RECORDS TO USE START

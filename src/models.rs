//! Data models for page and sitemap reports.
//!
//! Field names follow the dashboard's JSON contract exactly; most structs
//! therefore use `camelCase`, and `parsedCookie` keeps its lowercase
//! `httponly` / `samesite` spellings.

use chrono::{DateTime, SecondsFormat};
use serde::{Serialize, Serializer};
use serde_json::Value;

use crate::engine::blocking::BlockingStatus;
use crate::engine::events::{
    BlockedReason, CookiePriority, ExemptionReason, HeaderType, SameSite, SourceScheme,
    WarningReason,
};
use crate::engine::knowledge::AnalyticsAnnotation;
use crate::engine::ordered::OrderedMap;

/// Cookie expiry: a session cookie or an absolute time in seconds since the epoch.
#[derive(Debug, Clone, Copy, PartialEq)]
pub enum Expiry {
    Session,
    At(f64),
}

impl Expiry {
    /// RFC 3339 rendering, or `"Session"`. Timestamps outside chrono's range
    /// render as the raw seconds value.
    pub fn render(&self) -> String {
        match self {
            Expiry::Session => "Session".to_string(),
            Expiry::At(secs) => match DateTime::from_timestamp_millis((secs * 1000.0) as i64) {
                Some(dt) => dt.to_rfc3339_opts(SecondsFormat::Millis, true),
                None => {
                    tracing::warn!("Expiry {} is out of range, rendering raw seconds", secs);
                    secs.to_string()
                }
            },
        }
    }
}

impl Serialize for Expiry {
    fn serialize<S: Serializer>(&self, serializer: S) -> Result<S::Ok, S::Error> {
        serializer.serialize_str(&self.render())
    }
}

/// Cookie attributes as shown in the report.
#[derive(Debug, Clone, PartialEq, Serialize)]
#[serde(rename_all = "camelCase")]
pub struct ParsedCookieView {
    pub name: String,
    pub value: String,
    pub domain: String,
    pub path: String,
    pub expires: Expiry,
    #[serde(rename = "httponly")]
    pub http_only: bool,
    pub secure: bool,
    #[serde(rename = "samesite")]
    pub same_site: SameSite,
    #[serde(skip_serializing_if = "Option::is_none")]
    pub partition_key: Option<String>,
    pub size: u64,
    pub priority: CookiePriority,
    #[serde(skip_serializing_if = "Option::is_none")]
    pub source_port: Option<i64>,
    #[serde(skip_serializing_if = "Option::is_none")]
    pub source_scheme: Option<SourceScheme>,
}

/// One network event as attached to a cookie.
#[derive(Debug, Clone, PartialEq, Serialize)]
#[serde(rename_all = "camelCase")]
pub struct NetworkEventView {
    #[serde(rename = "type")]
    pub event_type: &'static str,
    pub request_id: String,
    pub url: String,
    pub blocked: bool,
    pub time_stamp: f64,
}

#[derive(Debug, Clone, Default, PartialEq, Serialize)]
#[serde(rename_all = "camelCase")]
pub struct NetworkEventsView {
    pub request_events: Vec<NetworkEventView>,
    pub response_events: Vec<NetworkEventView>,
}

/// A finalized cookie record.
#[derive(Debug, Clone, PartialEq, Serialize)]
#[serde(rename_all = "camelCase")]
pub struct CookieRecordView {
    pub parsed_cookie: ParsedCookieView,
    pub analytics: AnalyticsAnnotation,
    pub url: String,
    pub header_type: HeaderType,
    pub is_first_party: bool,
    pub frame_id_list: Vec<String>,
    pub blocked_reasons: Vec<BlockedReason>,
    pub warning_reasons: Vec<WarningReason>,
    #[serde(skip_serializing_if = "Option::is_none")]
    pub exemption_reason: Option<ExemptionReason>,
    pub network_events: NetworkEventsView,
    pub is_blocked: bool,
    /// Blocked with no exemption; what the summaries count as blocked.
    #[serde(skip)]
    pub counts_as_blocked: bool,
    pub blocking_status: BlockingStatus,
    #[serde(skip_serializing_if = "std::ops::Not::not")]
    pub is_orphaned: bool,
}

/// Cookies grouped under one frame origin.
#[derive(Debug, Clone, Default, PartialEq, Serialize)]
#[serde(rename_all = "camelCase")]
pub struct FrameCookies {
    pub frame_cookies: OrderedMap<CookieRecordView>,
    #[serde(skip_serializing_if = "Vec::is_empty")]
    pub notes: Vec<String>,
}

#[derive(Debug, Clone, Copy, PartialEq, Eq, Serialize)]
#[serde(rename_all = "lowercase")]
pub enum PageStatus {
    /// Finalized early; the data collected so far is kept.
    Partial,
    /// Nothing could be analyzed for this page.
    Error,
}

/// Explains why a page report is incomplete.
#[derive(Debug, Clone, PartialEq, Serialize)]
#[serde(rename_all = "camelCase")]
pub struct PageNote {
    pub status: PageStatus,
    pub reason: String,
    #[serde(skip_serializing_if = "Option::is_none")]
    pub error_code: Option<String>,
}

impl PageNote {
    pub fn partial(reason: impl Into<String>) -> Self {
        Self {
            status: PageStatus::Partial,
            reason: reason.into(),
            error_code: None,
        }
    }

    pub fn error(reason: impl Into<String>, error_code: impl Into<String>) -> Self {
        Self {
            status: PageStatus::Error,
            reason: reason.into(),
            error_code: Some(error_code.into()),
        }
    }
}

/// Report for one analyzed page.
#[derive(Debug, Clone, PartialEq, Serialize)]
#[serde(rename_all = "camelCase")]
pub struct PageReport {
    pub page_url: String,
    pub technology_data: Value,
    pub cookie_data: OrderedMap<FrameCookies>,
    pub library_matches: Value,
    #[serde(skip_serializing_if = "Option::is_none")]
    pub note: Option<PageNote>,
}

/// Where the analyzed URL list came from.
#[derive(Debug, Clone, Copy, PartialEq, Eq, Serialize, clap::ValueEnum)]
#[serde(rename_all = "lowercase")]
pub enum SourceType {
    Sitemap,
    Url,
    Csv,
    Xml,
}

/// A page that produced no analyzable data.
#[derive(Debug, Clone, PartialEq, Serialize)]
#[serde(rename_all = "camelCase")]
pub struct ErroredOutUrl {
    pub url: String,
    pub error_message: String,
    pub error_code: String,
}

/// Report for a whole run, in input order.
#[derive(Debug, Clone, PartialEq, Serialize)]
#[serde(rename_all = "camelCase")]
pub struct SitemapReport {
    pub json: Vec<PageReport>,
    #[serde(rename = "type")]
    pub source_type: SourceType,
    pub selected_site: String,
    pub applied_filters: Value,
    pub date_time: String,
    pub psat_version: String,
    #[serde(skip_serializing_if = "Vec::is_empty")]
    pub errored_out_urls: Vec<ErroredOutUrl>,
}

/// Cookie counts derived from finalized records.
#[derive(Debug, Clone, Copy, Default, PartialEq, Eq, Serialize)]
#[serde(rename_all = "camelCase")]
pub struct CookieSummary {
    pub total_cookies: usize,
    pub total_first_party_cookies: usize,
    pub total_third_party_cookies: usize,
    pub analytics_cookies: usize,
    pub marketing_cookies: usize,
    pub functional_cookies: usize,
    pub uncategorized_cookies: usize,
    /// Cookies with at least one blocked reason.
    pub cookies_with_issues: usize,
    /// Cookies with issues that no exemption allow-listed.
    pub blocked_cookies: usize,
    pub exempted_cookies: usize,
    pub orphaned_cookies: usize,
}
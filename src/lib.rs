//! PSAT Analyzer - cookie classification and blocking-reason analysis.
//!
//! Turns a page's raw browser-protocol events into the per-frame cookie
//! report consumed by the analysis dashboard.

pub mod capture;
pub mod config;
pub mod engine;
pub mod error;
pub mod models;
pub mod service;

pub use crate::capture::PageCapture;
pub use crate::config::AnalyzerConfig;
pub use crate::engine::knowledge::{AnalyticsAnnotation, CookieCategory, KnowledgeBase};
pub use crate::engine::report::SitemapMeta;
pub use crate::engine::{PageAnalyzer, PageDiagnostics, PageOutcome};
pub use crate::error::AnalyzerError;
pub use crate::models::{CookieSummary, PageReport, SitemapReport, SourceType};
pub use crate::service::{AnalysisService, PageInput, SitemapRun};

RECORDS TO USE END
RECORDS TO USE START

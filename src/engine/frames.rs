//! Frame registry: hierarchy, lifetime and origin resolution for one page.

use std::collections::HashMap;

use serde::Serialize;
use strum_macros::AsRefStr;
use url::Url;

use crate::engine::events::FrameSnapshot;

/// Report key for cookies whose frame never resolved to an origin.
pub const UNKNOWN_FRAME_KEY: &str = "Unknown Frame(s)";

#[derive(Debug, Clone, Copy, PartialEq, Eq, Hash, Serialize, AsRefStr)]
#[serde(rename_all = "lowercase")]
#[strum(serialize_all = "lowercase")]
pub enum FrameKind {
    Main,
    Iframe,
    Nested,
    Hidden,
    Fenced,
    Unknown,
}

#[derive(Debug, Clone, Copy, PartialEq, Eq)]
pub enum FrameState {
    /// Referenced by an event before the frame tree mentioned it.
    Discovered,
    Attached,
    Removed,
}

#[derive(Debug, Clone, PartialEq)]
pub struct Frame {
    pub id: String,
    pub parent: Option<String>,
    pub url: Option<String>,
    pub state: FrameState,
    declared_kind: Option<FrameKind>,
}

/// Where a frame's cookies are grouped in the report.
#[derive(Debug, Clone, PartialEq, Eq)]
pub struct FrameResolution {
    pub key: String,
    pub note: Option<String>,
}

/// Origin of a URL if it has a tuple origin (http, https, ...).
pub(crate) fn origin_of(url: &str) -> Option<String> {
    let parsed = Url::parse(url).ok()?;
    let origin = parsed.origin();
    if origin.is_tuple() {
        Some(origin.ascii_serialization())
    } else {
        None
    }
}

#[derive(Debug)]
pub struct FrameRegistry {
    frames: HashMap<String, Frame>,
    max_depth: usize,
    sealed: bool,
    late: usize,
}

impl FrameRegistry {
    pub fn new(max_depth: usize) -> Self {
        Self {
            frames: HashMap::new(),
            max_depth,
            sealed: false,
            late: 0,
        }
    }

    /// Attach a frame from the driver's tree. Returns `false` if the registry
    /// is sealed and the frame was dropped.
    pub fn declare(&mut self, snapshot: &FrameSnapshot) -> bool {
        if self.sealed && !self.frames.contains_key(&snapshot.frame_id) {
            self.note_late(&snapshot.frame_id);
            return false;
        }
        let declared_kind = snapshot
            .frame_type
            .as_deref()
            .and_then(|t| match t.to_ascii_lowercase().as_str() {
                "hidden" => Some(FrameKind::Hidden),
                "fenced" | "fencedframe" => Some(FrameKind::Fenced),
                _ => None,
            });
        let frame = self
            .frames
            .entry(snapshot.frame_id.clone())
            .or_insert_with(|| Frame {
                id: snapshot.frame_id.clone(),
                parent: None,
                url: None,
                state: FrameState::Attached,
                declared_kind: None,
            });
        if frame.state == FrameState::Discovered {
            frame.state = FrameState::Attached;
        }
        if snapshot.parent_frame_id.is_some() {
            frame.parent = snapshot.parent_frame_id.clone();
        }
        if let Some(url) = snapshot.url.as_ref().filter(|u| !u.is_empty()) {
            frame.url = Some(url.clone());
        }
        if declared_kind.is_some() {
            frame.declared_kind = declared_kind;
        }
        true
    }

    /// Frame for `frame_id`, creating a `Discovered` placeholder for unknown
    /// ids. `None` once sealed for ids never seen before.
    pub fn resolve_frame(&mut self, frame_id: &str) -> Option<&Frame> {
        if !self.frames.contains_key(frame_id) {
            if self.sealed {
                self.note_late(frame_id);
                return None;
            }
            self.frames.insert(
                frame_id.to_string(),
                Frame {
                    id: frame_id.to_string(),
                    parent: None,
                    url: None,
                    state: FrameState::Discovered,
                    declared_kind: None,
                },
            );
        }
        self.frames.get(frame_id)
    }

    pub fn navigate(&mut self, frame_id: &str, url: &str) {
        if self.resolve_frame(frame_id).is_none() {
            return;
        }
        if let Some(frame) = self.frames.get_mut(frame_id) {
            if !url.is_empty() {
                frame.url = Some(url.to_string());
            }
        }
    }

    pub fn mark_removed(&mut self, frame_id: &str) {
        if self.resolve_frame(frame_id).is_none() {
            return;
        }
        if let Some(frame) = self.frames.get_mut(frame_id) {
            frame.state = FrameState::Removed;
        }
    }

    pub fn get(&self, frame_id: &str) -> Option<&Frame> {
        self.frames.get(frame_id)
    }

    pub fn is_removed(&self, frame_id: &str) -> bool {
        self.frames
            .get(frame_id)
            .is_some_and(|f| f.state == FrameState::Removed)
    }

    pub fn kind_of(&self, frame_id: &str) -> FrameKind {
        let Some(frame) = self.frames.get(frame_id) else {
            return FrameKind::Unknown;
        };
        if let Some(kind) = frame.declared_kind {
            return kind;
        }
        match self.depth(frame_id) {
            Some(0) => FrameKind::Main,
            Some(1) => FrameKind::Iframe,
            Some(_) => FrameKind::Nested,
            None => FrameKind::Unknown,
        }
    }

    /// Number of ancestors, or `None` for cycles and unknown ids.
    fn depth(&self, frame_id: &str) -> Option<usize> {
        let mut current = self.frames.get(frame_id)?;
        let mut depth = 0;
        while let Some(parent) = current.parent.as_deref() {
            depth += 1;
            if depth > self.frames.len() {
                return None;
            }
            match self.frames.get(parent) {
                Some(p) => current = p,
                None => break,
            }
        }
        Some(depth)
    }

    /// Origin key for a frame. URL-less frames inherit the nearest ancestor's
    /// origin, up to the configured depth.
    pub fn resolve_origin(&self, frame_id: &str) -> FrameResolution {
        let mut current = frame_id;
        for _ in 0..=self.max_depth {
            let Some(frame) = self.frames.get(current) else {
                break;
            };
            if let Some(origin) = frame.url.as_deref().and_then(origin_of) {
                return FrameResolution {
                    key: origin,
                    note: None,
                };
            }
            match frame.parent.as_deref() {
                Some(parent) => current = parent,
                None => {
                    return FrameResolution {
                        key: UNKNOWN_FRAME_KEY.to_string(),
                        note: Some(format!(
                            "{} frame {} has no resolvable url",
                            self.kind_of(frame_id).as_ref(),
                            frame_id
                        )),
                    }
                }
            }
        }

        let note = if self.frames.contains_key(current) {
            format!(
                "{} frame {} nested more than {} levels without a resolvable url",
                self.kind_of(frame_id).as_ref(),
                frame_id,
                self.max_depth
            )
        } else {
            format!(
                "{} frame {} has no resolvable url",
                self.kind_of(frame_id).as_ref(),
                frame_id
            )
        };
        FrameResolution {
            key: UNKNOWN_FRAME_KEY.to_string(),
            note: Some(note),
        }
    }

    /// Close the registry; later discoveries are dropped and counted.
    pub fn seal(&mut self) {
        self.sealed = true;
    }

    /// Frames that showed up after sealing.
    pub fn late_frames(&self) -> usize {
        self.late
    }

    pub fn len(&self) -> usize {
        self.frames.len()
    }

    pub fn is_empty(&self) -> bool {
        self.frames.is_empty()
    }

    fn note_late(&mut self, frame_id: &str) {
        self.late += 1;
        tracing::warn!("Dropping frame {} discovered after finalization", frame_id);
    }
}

RECORDS TO USE END

TASK REQUIREMENTS — Please report how many lines in the listing above contain the word "FrameState", and give nothing but the number.

EXERCISE SOLUTION — 8